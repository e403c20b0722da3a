//! XCCDF results parsing.
//!
//! Works on both plain XCCDF result documents and ARF bundles: every
//! `rule-result` element is collected regardless of namespace prefix or
//! nesting depth.

use compliance_core::{Finding, RuleResult, Severity};
use quick_xml::events::{BytesStart, Event};
use quick_xml::Reader;

use super::ExecutorError;

#[derive(Default)]
struct PendingRule {
    rule_id: String,
    severity: Severity,
    result: Option<String>,
}

/// Extract findings from an XCCDF results document.
///
/// Rules reported as `notselected` are skipped. A document without any
/// XCCDF result structure is a parse failure.
pub fn parse_results(xml: &str) -> Result<Vec<Finding>, ExecutorError> {
    let mut reader = Reader::from_str(xml);
    let mut findings = Vec::new();
    let mut pending: Option<PendingRule> = None;
    let mut in_result = false;
    let mut saw_results = false;

    loop {
        let event = reader.read_event().map_err(|e| {
            ExecutorError::parse_failure(format!(
                "malformed XML at byte {}: {e}",
                reader.buffer_position()
            ))
        })?;

        match event {
            Event::Start(e) => match e.local_name().as_ref() {
                b"rule-result" => {
                    saw_results = true;
                    pending = Some(start_rule(&e)?);
                }
                b"result" if pending.is_some() => in_result = true,
                b"TestResult" => saw_results = true,
                _ => {}
            },
            Event::Empty(e) => match e.local_name().as_ref() {
                // A rule-result with no children has no outcome
                b"rule-result" => {
                    saw_results = true;
                    push_finding(&mut findings, start_rule(&e)?);
                }
                b"TestResult" => saw_results = true,
                _ => {}
            },
            Event::Text(t) if in_result => {
                let text = t
                    .unescape()
                    .map_err(|e| ExecutorError::parse_failure(format!("bad result text: {e}")))?;
                if let Some(rule) = pending.as_mut() {
                    rule.result
                        .get_or_insert_with(String::new)
                        .push_str(text.trim());
                }
            }
            Event::End(e) => match e.local_name().as_ref() {
                b"result" => in_result = false,
                b"rule-result" => {
                    if let Some(rule) = pending.take() {
                        push_finding(&mut findings, rule);
                    }
                }
                _ => {}
            },
            Event::Eof => break,
            _ => {}
        }
    }

    if !saw_results {
        return Err(ExecutorError::parse_failure(
            "document contains no XCCDF test results",
        ));
    }
    Ok(findings)
}

fn start_rule(element: &BytesStart<'_>) -> Result<PendingRule, ExecutorError> {
    let mut rule = PendingRule::default();
    for attr in element.attributes() {
        let attr =
            attr.map_err(|e| ExecutorError::parse_failure(format!("bad attribute: {e}")))?;
        let value = attr
            .unescape_value()
            .map_err(|e| ExecutorError::parse_failure(format!("bad attribute value: {e}")))?;
        match attr.key.local_name().as_ref() {
            b"idref" => rule.rule_id = value.into_owned(),
            b"severity" => rule.severity = Severity::from_xccdf(&value),
            _ => {}
        }
    }
    if rule.rule_id.is_empty() {
        return Err(ExecutorError::parse_failure("rule-result without idref"));
    }
    Ok(rule)
}

fn push_finding(findings: &mut Vec<Finding>, rule: PendingRule) {
    let raw = rule.result.unwrap_or_else(|| String::from("unknown"));
    if let Some(result) = RuleResult::from_xccdf(&raw) {
        findings.push(Finding::new(rule.rule_id, result, rule.severity));
    }
}
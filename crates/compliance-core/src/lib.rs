//! Core types for the compliance scan agent.
//!
//! This crate provides the foundational types shared by the agent crates:
//!
//! - **Jobs**: [`ScanRequest`], [`ScanJob`] and its [`JobState`] lifecycle
//! - **Reports**: [`ScanReport`], [`Finding`], [`Summary`] and the
//!   [`CollectorPayload`] sent to the collector
//! - **Deliveries**: [`SubmissionAttempt`] and [`SubmissionOutcome`]
//! - **Errors**: [`ComplianceError`] with a [`Result`] alias
//!
//! # Example
//!
//! ```rust
//! use chrono::Utc;
//! use compliance_core::{Finding, RuleResult, ScanReport, Severity};
//!
//! let now = Utc::now();
//! let report = ScanReport::new(
//!     "xccdf_org.ssgproject.content_profile_cis",
//!     "host-1",
//!     now,
//!     now,
//!     vec![
//!         Finding::new("rule_a", RuleResult::Pass, Severity::High),
//!         Finding::new("rule_b", RuleResult::Fail, Severity::Low),
//!     ],
//! );
//! assert_eq!(report.summary.compliance_score, Some(0.5));
//! ```

mod error;
pub mod types;

pub use error::{ComplianceError, Result};
pub use types::*;
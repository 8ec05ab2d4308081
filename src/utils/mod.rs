//! Utility modules for the claimdesk application.
//!
//! - [`color`] - Status and priority color lookup tables
//! - [`datetime`] - Tolerant date/timestamp parsing and relative formatting
//! - [`format`] - Currency, status text and truncation helpers

pub mod color;
pub mod datetime;
pub mod format;
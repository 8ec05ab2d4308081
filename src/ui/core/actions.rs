use crate::backend::{BackendError, ClaimsQuery, Lookups, Page, SearchCriteria};
use crate::claims_list::ClaimFilter;
use crate::forms::FieldErrors;
use crate::models::{Claim, Customer, Employee, User};
use crate::routes::Route;

use super::operations::Submission;

/// Data a route's page needs, as delivered by its background load.
#[derive(Debug, Clone)]
pub enum PageData {
    Dashboard(Page<Claim>),
    Claims(Page<Claim>),
    Claim(Claim),
    ClaimForm { claim: Option<Claim>, lookups: Lookups },
    Customers(Vec<Customer>),
    Employees(Vec<Employee>),
    Analytics(Page<Claim>),
    Profile(User),
}

#[derive(Debug, Clone)]
pub enum Action {
    // Navigation
    Navigate(Route),
    Refresh,
    NextRow,
    PreviousRow,

    // Page loading
    FetchClaims(ClaimsQuery),
    PageLoaded {
        route: Route,
        data: PageData,
    },
    PageLoadFailed {
        route: Route,
        error: BackendError,
    },

    // Claims list
    /// Free-text search for the list endpoint plus server-side criteria;
    /// any non-empty criterion switches to the search endpoint.
    ApplySearch {
        search: String,
        criteria: SearchCriteria,
    },
    ApplyFilter(ClaimFilter),

    // Writes
    Submit(Submission),
    SubmitSucceeded {
        message: String,
        next: Option<Route>,
    },
    SubmitFailed {
        message: String,
        field_errors: FieldErrors,
    },

    // UI operations
    ShowDialog(DialogType),
    HideDialog,
    Notify(String),

    // App control
    Logout,
    Quit,
    None,
}

#[derive(Debug, Clone)]
pub enum DialogType {
    DeleteConfirmation {
        claim_id: i64,
        policy_number: String,
    },
    ClaimFilter {
        filter: ClaimFilter,
        employees: Vec<(i64, String)>,
    },
    ClaimSearch {
        search: String,
        criteria: SearchCriteria,
    },
    /// Jump to a typed path such as `/claims/42`.
    GoTo,
    Error(String),
    Info(String),
    Help,
    Logs,
}
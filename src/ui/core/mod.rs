//! Core UI functionality for claimdesk.
//!
//! This module contains the building blocks every screen uses: the action
//! type that carries state transitions, the component trait, the shared
//! context, terminal event polling and background task management.
//!
//! # Architecture
//!
//! 1. **Components** implement the [`Component`] trait for consistent rendering
//! 2. **Actions** describe state transitions and user intent
//! 3. **Context** provides the backend, token store, config and logger
//! 4. **Events** are polled through the [`EventHandler`]
//! 5. **Backend calls** run as tokio tasks owned by the [`TaskManager`] and
//!    report back as actions over an unbounded channel
//!
//! [`operations`] holds the async work those tasks perform.

pub mod actions;
pub mod component;
pub mod context;
pub mod event_handler;
pub mod load_state;
pub mod operations;
pub mod task_manager;

pub use actions::{Action, DialogType, PageData};
pub use component::Component;
pub use context::AppContext;
pub use event_handler::{EventHandler, EventType};
pub use load_state::LoadState;
pub use operations::{Outcome, Submission};
pub use task_manager::{TaskId, TaskKind, TaskManager};
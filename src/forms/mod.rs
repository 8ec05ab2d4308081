//! Form state and submission payloads.
//!
//! Every form is a plain record updated through an explicit, consuming
//! `update(field, value)` so nested records are rebuilt field by field and
//! siblings are never dropped. Validation runs before a payload is produced;
//! a form that fails validation never reaches the backend.

pub mod auth_forms;
pub mod claim_form;
pub mod customer_form;
pub mod employee_form;

pub use auth_forms::{ChangePasswordForm, ForgotPasswordForm, LoginForm, RegisterForm, ResetPasswordForm};
pub use claim_form::{ClaimField, ClaimForm};
pub use customer_form::{CustomerField, CustomerForm};
pub use employee_form::{EmployeeField, EmployeeForm};

use std::collections::BTreeMap;
use std::fmt;

/// Inline messages keyed by field name.
#[derive(Debug, Clone, Default, PartialEq, Eq)]
pub struct FieldErrors(BTreeMap<String, String>);

impl FieldErrors {
    pub fn new() -> Self {
        Self::default()
    }

    /// Record a message; the first message for a field wins.
    pub fn add(&mut self, field: impl Into<String>, message: impl Into<String>) {
        self.0.entry(field.into()).or_insert_with(|| message.into());
    }

    pub fn get(&self, field: &str) -> Option<&str> {
        self.0.get(field).map(String::as_str)
    }

    pub fn is_empty(&self) -> bool {
        self.0.is_empty()
    }

    pub fn len(&self) -> usize {
        self.0.len()
    }

    pub fn iter(&self) -> impl Iterator<Item = (&str, &str)> {
        self.0.iter().map(|(k, v)| (k.as_str(), v.as_str()))
    }

    /// `Ok(())` when nothing was recorded.
    pub fn into_result(self) -> Result<(), FormError> {
        if self.is_empty() {
            Ok(())
        } else {
            Err(FormError::Invalid(self))
        }
    }
}

impl fmt::Display for FieldErrors {
    fn fmt(&self, f: &mut fmt::Formatter<'_>) -> fmt::Result {
        let joined = self
            .0
            .iter()
            .map(|(field, message)| format!("{field}: {message}"))
            .collect::<Vec<_>>()
            .join("; ");
        f.write_str(&joined)
    }
}

impl From<validator::ValidationErrors> for FieldErrors {
    fn from(errors: validator::ValidationErrors) -> Self {
        let mut fields = FieldErrors::new();
        for (field, errs) in errors.field_errors() {
            for err in errs.iter() {
                let message = err
                    .message
                    .as_ref()
                    .map(|m| m.to_string())
                    .unwrap_or_else(|| format!("is invalid ({})", err.code));
                fields.add(field.to_string(), message);
            }
        }
        fields
    }
}

#[derive(Debug, Clone, PartialEq, thiserror::Error)]
pub enum FormError {
    #[error("Please fix the highlighted fields: {0}")]
    Invalid(FieldErrors),

    #[error("Unknown form field '{0}'")]
    UnknownField(String),

    #[error("Field '{field}' expects true or false, got '{value}'")]
    NotAFlag { field: String, value: String },
}

impl FormError {
    /// Field messages carried by the error, empty for structural errors.
    pub fn field_errors(&self) -> FieldErrors {
        match self {
            FormError::Invalid(errors) => errors.clone(),
            _ => FieldErrors::new(),
        }
    }
}

/// Parse a checkbox value.
pub(crate) fn parse_flag(field: &str, value: &str) -> Result<bool, FormError> {
    match value.trim().to_ascii_lowercase().as_str() {
        "true" | "yes" | "on" | "1" => Ok(true),
        "false" | "no" | "off" | "0" | "" => Ok(false),
        _ => Err(FormError::NotAFlag {
            field: field.to_string(),
            value: value.to_string(),
        }),
    }
}

/// Record `message` under `field` when `value` is blank.
pub(crate) fn require(errors: &mut FieldErrors, field: &str, value: &str, message: &str) {
    if value.trim().is_empty() {
        errors.add(field, message);
    }
}
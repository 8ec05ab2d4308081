//! Sign-in, registration and password screens.
//!
//! All five share one page type; [`AuthKind`] decides the fields, the typed
//! form the values are folded into and the request that is submitted.

use crossterm::event::{KeyCode, KeyEvent, KeyModifiers};
use ratatui::{
    layout::{Constraint, Direction, Layout, Rect},
    style::{Color, Style},
    widgets::Paragraph,
    Frame,
};

use crate::forms::{ChangePasswordForm, ForgotPasswordForm, FormError, LoginForm, RegisterForm, ResetPasswordForm};
use crate::routes::Route;
use crate::ui::components::form_component::{FormComponent, FormInput, FormSignal};
use crate::ui::core::{Action, Component, Submission};
use crate::ui::layout::LayoutManager;

#[derive(Debug, Clone, PartialEq, Eq)]
pub enum AuthKind {
    Login,
    Register,
    ForgotPassword,
    /// Token taken from the reset link, if it carried one.
    ResetPassword(Option<String>),
    ChangePassword,
}

impl AuthKind {
    fn title(&self) -> &'static str {
        match self {
            AuthKind::Login => "Sign in",
            AuthKind::Register => "Create account",
            AuthKind::ForgotPassword => "Forgot password",
            AuthKind::ResetPassword(_) => "Reset password",
            AuthKind::ChangePassword => "Change password",
        }
    }

    fn inputs(&self) -> Vec<FormInput> {
        match self {
            AuthKind::Login => vec![
                FormInput::text("email", "Email", ""),
                FormInput::secret("password", "Password"),
            ],
            AuthKind::Register => vec![
                FormInput::text("name", "Name", ""),
                FormInput::text("email", "Email", ""),
                FormInput::secret("password", "Password"),
                FormInput::secret("confirm_password", "Confirm password"),
            ],
            AuthKind::ForgotPassword => vec![FormInput::text("email", "Email", "")],
            AuthKind::ResetPassword(token) => vec![
                FormInput::text("token", "Reset token", token.as_deref().unwrap_or("")),
                FormInput::secret("password", "New password"),
                FormInput::secret("confirm_password", "Confirm password"),
            ],
            AuthKind::ChangePassword => vec![
                FormInput::secret("current_password", "Current password"),
                FormInput::secret("new_password", "New password"),
                FormInput::secret("confirm_password", "Confirm new password"),
            ],
        }
    }
}

pub struct AuthPage {
    pub kind: AuthKind,
    pub form: FormComponent,
    /// Confirmation shown in place of an error, e.g. "reset link sent".
    notice: Option<String>,
}

impl AuthPage {
    pub fn new(kind: AuthKind) -> Self {
        let mut form = FormComponent::new(kind.title(), kind.inputs());
        // Skip a prefilled reset token.
        if matches!(kind, AuthKind::ResetPassword(Some(_))) {
            form.handle_key(KeyEvent::new(KeyCode::Tab, KeyModifiers::NONE));
        }
        Self {
            kind,
            form,
            notice: None,
        }
    }

    pub fn hints(&self) -> &'static str {
        match self.kind {
            AuthKind::Login => "Enter: sign in • Ctrl+N: register • Ctrl+F: forgot password • Ctrl+C: quit",
            AuthKind::Register => "Enter: create account • Ctrl+L: sign in • Ctrl+C: quit",
            AuthKind::ForgotPassword | AuthKind::ResetPassword(_) => "Enter: submit • Esc/Ctrl+L: sign in • Ctrl+C: quit",
            AuthKind::ChangePassword => "Enter: save • Esc: back to profile",
        }
    }

    /// A submission was rejected; never keep passwords around.
    pub fn on_failed(&mut self) {
        self.notice = None;
        self.form.clear_secrets();
    }

    pub fn on_succeeded(&mut self, message: &str) {
        self.form.set_message(None);
        self.notice = Some(message.to_string());
    }

    fn fold<F: Default>(&self, update: impl Fn(F, &str, &str) -> Result<F, FormError>) -> Result<F, FormError> {
        self.form
            .values()
            .try_fold(F::default(), |acc, (name, value)| update(acc, name, value))
    }

    fn build(&self) -> Result<Submission, FormError> {
        Ok(match self.kind {
            AuthKind::Login => Submission::Login(self.fold(LoginForm::update)?.to_request()?),
            AuthKind::Register => Submission::Register(self.fold(RegisterForm::update)?.to_request()?),
            AuthKind::ForgotPassword => Submission::ForgotPassword(self.fold(ForgotPasswordForm::update)?.to_request()?),
            AuthKind::ResetPassword(_) => Submission::ResetPassword(self.fold(ResetPasswordForm::update)?.to_request()?),
            AuthKind::ChangePassword => {
                Submission::ChangePassword(self.fold(ChangePasswordForm::update)?.to_request()?)
            }
        })
    }

    fn submit(&mut self) -> Action {
        self.notice = None;
        match self.build() {
            Ok(submission) => Action::Submit(submission),
            Err(error) => {
                self.form.set_message(Some(error.to_string()));
                self.form.set_errors(error.field_errors());
                Action::None
            }
        }
    }

    fn link(&self, key: KeyEvent) -> Option<Route> {
        if !key.modifiers.contains(KeyModifiers::CONTROL) || self.kind == AuthKind::ChangePassword {
            return None;
        }
        match key.code {
            KeyCode::Char('n') => Some(Route::Register),
            KeyCode::Char('f') => Some(Route::ForgotPassword),
            KeyCode::Char('l') => Some(Route::Login),
            _ => None,
        }
    }
}

impl Component for AuthPage {
    fn handle_key_events(&mut self, key: KeyEvent) -> Action {
        if let Some(route) = self.link(key) {
            return Action::Navigate(route);
        }
        match self.form.handle_key(key) {
            FormSignal::Submit => self.submit(),
            FormSignal::Cancel => match self.kind {
                AuthKind::ChangePassword => Action::Navigate(Route::Profile),
                AuthKind::Login => Action::None,
                _ => Action::Navigate(Route::Login),
            },
            FormSignal::None => Action::None,
        }
    }

    fn render(&mut self, f: &mut Frame, rect: Rect) {
        let height = self.form.inputs.len() as u16 * 3 + 6;
        let area = LayoutManager::centered_rect_lines(50, height + 2, rect);
        let chunks = Layout::default()
            .direction(Direction::Vertical)
            .constraints([Constraint::Min(0), Constraint::Length(2)])
            .split(area);
        self.form.render(f, chunks[0]);
        if let Some(notice) = &self.notice {
            f.render_widget(
                Paragraph::new(notice.as_str()).style(Style::default().fg(Color::Green)),
                chunks[1],
            );
        }
    }

    fn captures_input(&self) -> bool {
        true
    }
}

#[cfg(test)]
mod tests {
    use super::*;

    fn type_text(page: &mut AuthPage, text: &str) {
        for c in text.chars() {
            page.handle_key_events(KeyEvent::new(KeyCode::Char(c), KeyModifiers::NONE));
        }
    }

    fn enter(page: &mut AuthPage) -> Action {
        page.handle_key_events(KeyEvent::new(KeyCode::Enter, KeyModifiers::NONE))
    }

    #[test]
    fn login_submits_trimmed_email() {
        let mut page = AuthPage::new(AuthKind::Login);
        type_text(&mut page, "ada@example.com ");
        enter(&mut page);
        type_text(&mut page, "hunter22");
        match enter(&mut page) {
            Action::Submit(Submission::Login(request)) => {
                assert_eq!(request.email, "ada@example.com");
                assert_eq!(request.password, "hunter22");
            }
            other => panic!("unexpected action {other:?}"),
        }
    }

    #[test]
    fn failed_login_clears_password() {
        let mut page = AuthPage::new(AuthKind::Login);
        type_text(&mut page, "ada@example.com");
        enter(&mut page);
        type_text(&mut page, "wrong");
        page.on_failed();
        assert_eq!(page.form.value("password"), "");
        assert_eq!(page.form.value("email"), "ada@example.com");
    }

    #[test]
    fn change_password_mismatch_is_reported_inline() {
        let mut page = AuthPage::new(AuthKind::ChangePassword);
        type_text(&mut page, "oldpass");
        enter(&mut page);
        type_text(&mut page, "newpass1");
        enter(&mut page);
        type_text(&mut page, "newpass2");
        assert!(matches!(enter(&mut page), Action::None));
        assert!(page.form.errors().get("confirm_password").is_some());
    }

    #[test]
    fn reset_link_token_is_prefilled() {
        let page = AuthPage::new(AuthKind::ResetPassword(Some("abc".into())));
        assert_eq!(page.form.value("token"), "abc");
        assert_eq!(page.form.focused_name(), Some("password"));
    }

    #[test]
    fn ctrl_n_opens_registration() {
        let mut page = AuthPage::new(AuthKind::Login);
        let action = page.handle_key_events(KeyEvent::new(KeyCode::Char('n'), KeyModifiers::CONTROL));
        assert!(matches!(action, Action::Navigate(Route::Register)));
    }
}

# Work order
Using the entries above, state the number of lines that include "agent". Add nothing else.

# The completed task
2